Pilot quickly called in Ethiopia plane emergency: NYT
ADDIS ABABA- The Associated Press
The pilot of the Ethiopian Airlines plane that crashed requested permission "in a panicky voice" to return to the airport shortly after takeoff, The New York Times reported on March 15.
The report cited "a person who reviewed air traffic communications" from the deadly flight saying controllers noticed the plane was moving up and down by hundreds of feet, with its speed appearing unusually fast.
An airline spokesman has said the pilot was given permission to return. But the plane crashed minutes later outside Addis Ababa, killing all 157 on board.

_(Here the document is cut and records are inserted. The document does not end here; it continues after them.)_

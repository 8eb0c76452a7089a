//! Window Settings
//!
//! Tunables for a [`Window`](crate::scene::Window). All fields have
//! defaults, so a partial JSON document is enough:
//!
//! ```rust,ignore
//! let settings: WindowSettings = serde_json::from_str(r#"{ "clear_depth": 0.5 }"#)?;
//! ```

use serde::{Deserialize, Serialize};

use crate::animation::{AnimationConfig, AnimationCurve};

#[derive(Debug, Clone, PartialEq, Serialize, Deserialize)]
#[serde(default)]
pub struct WindowSettings {
    /// Timing of the modal present/dismiss slide.
    pub modal_transition: TransitionSettings,
    pub default_camera: DefaultCameraSettings,
    /// Depth each camera clears to before its layer is drawn.
    pub clear_depth: f32,
}

impl Default for WindowSettings {
    fn default() -> Self {
        Self {
            modal_transition: TransitionSettings::default(),
            default_camera: DefaultCameraSettings::default(),
            clear_depth: 1.0,
        }
    }
}

#[derive(Debug, Clone, Copy, PartialEq, Serialize, Deserialize)]
#[serde(default)]
pub struct TransitionSettings {
    /// Seconds.
    pub duration: f32,
    /// Seconds.
    pub delay: f32,
    pub curve: AnimationCurve,
}

impl Default for TransitionSettings {
    fn default() -> Self {
        Self {
            duration: 0.25,
            delay: 0.1,
            curve: AnimationCurve::Linear,
        }
    }
}

impl TransitionSettings {
    #[must_use]
    pub fn to_config(self, tag: &'static str) -> AnimationConfig {
        AnimationConfig {
            tag: tag.into(),
            duration: self.duration,
            delay: self.delay,
            curve: self.curve,
        }
    }
}

#[derive(Debug, Clone, Copy, PartialEq, Serialize, Deserialize)]
#[serde(default)]
pub struct DefaultCameraSettings {
    pub fov_degrees: f32,
    pub near: f32,
    pub clear_color: [f32; 4],
}

impl Default for DefaultCameraSettings {
    fn default() -> Self {
        Self {
            fov_degrees: 60.0,
            near: 10.0,
            clear_color: [0.0, 0.0, 0.0, 1.0],
        }
    }
}
use std::borrow::Cow;

use glam::{Mat4, Vec2, Vec3, Vec4};

use crate::scene::camera::CameraFlag;

/// Reserved z-orders inside a window.
///
/// The root controller's view always sits at [`BOTTOM`](Self::BOTTOM),
/// a presented modal at [`MODAL`](Self::MODAL), above any regular content.
pub struct WindowZOrder;

impl WindowZOrder {
    pub const BOTTOM: i32 = i32::MIN;
    pub const MODAL: i32 = i32::MAX - 1;
}

/// Axis-aligned rectangle in window units, origin at the top-left, y down.
#[derive(Debug, Clone, Copy, PartialEq, Default)]
pub struct Rect {
    pub origin: Vec2,
    pub size: Vec2,
}

impl Rect {
    #[must_use]
    pub const fn new(origin: Vec2, size: Vec2) -> Self {
        Self { origin, size }
    }

    #[must_use]
    pub const fn from_size(size: Vec2) -> Self {
        Self {
            origin: Vec2::ZERO,
            size,
        }
    }

    #[must_use]
    pub fn offset(self, delta: Vec2) -> Self {
        Self {
            origin: self.origin + delta,
            size: self.size,
        }
    }

    #[must_use]
    pub fn lerp(self, end: Self, t: f32) -> Self {
        Self {
            origin: self.origin.lerp(end.origin, t),
            size: self.size.lerp(end.size, t),
        }
    }

    /// Maps the unit quad onto this rectangle.
    #[must_use]
    pub fn to_mat4(self) -> Mat4 {
        Mat4::from_translation(self.origin.extend(0.0))
            * Mat4::from_scale(Vec3::new(self.size.x, self.size.y, 1.0))
    }
}

/// A leaf of the window's subview storage.
#[derive(Debug, Clone)]
pub struct View {
    pub name: Cow<'static, str>,
    pub frame: Rect,
    pub visible: bool,
    pub background: Vec4,
    /// Cameras allowed to draw this view.
    pub camera_mask: CameraFlag,
    pub(crate) z_order: i32,
}

impl Default for View {
    fn default() -> Self {
        Self::new("View")
    }
}

impl View {
    #[must_use]
    pub fn new(name: impl Into<Cow<'static, str>>) -> Self {
        Self {
            name: name.into(),
            frame: Rect::default(),
            visible: true,
            background: Vec4::ONE,
            camera_mask: CameraFlag::DEFAULT,
            z_order: 0,
        }
    }

    #[must_use]
    pub fn with_frame(mut self, frame: Rect) -> Self {
        self.frame = frame;
        self
    }

    #[must_use]
    pub fn with_z_order(mut self, z_order: i32) -> Self {
        self.z_order = z_order;
        self
    }

    #[must_use]
    pub fn with_camera_mask(mut self, mask: CameraFlag) -> Self {
        self.camera_mask = mask;
        self
    }

    #[must_use]
    pub fn z_order(&self) -> i32 {
        self.z_order
    }

    #[must_use]
    pub fn is_visible_to(&self, flag: CameraFlag) -> bool {
        self.visible && self.camera_mask.intersects(flag)
    }
}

French authorities now have the plane's flight data and voice recorders for analysis. The agency in charge of the review said it was unclear whether the data could be retrieved. Ethiopian Airlines said the investigation in France has begun into the flight data.
In Ethiopia, officials started taking DNA samples from victims' family members to assist in identifying remains.
Countries including the United States have grounded the Boeing 737 Max 8 as the U.S.-based company faces the challenge of proving the jets are safe to fly amid suspicions that faulty software might have contributed to two crashes that killed 346 people in less than six months.
The decision to send the flight recorders to France was seen as a rebuke to the United States, which held out longer than most other countries in grounding the jets. The U.S. National Transportation Safety Board sent three investigators to help French authorities.
Boeing executives announced that they had paused delivery of the Max, although the company planned to continue building the jets while it weighs the effect of the grounding on production.
The U.S. Federal Aviation Administration grounded the planes on March 13, saying regulators had new satellite evidence that showed the movements of Ethiopian Airlines Flight 302 were similar to those of Lion Air Flight 610. That flight crashed into the Java Sea off Indonesia in October, killing 189 people.
The Max jets are likely to be idle for weeks while Boeing tries to assure regulators around the world that the planes are safe. At a minimum, aviation experts say, the plane maker will need to finish updating software that might have played a role in the crashes.